### EXERCISE DATA

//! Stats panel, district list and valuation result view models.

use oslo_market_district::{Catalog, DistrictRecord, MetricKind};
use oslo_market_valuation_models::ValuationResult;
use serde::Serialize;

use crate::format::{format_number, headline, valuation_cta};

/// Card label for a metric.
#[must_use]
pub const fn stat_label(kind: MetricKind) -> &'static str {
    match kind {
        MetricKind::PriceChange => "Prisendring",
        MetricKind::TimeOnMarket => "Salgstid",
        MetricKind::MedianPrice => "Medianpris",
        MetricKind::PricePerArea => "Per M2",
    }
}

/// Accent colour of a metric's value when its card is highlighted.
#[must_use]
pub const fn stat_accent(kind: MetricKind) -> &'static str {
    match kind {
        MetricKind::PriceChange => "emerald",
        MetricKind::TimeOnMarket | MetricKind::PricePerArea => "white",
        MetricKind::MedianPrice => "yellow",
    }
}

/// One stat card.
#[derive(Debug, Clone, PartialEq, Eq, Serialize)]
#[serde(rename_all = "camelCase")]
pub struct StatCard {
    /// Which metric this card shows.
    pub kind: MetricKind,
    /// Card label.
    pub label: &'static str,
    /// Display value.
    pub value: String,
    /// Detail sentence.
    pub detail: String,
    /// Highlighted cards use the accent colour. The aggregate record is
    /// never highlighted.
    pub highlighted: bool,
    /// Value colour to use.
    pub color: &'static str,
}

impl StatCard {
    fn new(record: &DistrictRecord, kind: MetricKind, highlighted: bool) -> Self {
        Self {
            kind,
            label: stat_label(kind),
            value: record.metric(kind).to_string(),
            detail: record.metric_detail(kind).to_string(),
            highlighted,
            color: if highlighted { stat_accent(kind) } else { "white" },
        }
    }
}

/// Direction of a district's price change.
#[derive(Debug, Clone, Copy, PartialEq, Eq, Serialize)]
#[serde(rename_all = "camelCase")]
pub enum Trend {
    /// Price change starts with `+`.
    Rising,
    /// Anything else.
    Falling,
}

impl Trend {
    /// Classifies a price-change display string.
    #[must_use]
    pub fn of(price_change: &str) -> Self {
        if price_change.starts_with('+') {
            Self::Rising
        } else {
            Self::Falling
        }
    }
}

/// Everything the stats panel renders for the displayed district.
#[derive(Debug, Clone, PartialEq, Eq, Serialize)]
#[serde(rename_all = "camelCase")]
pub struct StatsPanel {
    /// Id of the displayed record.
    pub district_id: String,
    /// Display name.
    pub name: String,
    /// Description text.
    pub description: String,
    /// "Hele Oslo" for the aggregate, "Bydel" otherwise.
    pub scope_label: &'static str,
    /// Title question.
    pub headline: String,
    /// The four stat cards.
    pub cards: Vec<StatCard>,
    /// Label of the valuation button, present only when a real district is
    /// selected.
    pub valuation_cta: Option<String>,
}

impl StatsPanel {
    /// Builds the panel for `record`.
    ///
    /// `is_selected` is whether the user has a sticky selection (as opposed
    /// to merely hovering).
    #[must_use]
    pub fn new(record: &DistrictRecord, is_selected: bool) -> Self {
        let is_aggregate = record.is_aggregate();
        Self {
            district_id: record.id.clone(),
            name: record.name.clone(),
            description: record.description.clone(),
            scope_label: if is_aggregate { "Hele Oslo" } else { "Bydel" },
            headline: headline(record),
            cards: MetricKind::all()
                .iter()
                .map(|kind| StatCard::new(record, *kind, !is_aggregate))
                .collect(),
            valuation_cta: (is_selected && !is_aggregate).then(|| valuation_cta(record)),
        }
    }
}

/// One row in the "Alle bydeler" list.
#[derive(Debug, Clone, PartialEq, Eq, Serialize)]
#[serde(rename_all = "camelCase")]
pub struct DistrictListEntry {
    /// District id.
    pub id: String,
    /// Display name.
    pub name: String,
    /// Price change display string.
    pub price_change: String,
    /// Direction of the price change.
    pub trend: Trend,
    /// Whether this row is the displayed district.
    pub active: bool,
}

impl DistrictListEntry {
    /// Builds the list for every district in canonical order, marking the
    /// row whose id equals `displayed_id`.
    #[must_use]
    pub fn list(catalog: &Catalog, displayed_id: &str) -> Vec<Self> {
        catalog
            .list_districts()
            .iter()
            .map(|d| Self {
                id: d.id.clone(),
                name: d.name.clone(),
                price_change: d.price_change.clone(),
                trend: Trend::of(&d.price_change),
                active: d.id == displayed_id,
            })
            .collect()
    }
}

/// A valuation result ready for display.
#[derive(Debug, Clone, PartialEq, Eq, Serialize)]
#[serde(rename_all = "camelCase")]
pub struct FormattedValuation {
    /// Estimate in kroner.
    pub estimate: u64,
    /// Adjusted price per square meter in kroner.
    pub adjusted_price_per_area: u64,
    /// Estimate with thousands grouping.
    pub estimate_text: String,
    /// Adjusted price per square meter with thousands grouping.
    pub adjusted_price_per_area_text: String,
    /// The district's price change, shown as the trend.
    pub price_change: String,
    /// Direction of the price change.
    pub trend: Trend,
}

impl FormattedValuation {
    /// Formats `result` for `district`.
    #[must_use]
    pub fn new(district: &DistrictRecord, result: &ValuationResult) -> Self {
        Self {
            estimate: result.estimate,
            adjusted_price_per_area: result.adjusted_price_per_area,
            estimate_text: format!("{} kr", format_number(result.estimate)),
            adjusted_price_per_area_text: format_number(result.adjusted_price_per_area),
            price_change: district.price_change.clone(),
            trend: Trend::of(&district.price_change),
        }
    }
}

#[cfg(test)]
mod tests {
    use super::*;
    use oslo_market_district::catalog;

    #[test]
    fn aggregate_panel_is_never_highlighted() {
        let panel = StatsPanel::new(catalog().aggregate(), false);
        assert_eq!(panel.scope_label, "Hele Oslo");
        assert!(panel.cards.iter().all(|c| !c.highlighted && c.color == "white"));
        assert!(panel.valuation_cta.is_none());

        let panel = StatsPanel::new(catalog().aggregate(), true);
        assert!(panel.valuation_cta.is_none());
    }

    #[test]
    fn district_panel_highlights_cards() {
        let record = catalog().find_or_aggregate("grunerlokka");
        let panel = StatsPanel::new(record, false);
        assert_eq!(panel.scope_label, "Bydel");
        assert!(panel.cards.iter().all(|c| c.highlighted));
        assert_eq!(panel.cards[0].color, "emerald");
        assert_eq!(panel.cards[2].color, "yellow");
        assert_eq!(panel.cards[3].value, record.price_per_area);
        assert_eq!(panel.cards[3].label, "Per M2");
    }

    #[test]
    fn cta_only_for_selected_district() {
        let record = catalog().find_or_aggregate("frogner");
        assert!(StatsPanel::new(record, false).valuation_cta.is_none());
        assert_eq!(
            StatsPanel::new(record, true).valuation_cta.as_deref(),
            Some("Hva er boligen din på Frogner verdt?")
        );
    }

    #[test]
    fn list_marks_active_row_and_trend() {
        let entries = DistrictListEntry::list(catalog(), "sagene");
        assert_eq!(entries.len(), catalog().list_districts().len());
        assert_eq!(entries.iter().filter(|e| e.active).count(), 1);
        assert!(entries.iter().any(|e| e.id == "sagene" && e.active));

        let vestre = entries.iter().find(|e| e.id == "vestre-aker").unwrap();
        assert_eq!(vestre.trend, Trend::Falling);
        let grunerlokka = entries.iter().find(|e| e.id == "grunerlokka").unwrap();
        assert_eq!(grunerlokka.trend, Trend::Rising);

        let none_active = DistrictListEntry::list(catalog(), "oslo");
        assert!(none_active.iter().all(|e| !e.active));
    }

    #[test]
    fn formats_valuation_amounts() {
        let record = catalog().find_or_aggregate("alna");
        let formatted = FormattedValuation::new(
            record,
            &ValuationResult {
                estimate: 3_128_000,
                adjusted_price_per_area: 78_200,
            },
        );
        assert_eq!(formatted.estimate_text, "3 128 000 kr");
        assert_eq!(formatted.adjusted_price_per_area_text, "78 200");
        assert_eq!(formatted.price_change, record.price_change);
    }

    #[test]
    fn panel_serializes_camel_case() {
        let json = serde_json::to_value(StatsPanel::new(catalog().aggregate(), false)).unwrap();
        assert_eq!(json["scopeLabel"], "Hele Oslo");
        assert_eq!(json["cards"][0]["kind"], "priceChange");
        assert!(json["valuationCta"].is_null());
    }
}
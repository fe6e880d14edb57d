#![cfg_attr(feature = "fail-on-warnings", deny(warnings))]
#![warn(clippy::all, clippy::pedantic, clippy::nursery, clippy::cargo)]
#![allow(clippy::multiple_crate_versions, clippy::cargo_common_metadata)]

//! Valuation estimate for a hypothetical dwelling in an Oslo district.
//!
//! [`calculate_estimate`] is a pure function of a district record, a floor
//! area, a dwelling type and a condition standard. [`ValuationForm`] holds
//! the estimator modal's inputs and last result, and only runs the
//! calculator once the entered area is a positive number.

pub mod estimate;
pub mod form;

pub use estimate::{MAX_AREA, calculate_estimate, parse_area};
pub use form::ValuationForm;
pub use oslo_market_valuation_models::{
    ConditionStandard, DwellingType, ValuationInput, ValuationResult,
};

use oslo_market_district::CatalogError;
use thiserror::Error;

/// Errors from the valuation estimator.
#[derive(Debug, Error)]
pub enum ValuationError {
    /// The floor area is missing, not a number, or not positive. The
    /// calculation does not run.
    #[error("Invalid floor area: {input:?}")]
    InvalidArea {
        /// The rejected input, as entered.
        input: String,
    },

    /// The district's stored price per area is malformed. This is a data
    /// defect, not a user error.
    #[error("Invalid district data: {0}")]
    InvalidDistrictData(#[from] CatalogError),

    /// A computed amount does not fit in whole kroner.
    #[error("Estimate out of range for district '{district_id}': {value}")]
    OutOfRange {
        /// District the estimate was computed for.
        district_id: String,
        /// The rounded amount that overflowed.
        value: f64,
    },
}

######

• TASK TO CARRY OUT: Where does the string "PricePerArea" appear in the records? Copy every line that holds it.

• ANSWER TO THIS EXERCISE:
        MetricKind::PricePerArea => "Per M2",
        MetricKind::TimeOnMarket | MetricKind::PricePerArea => "white",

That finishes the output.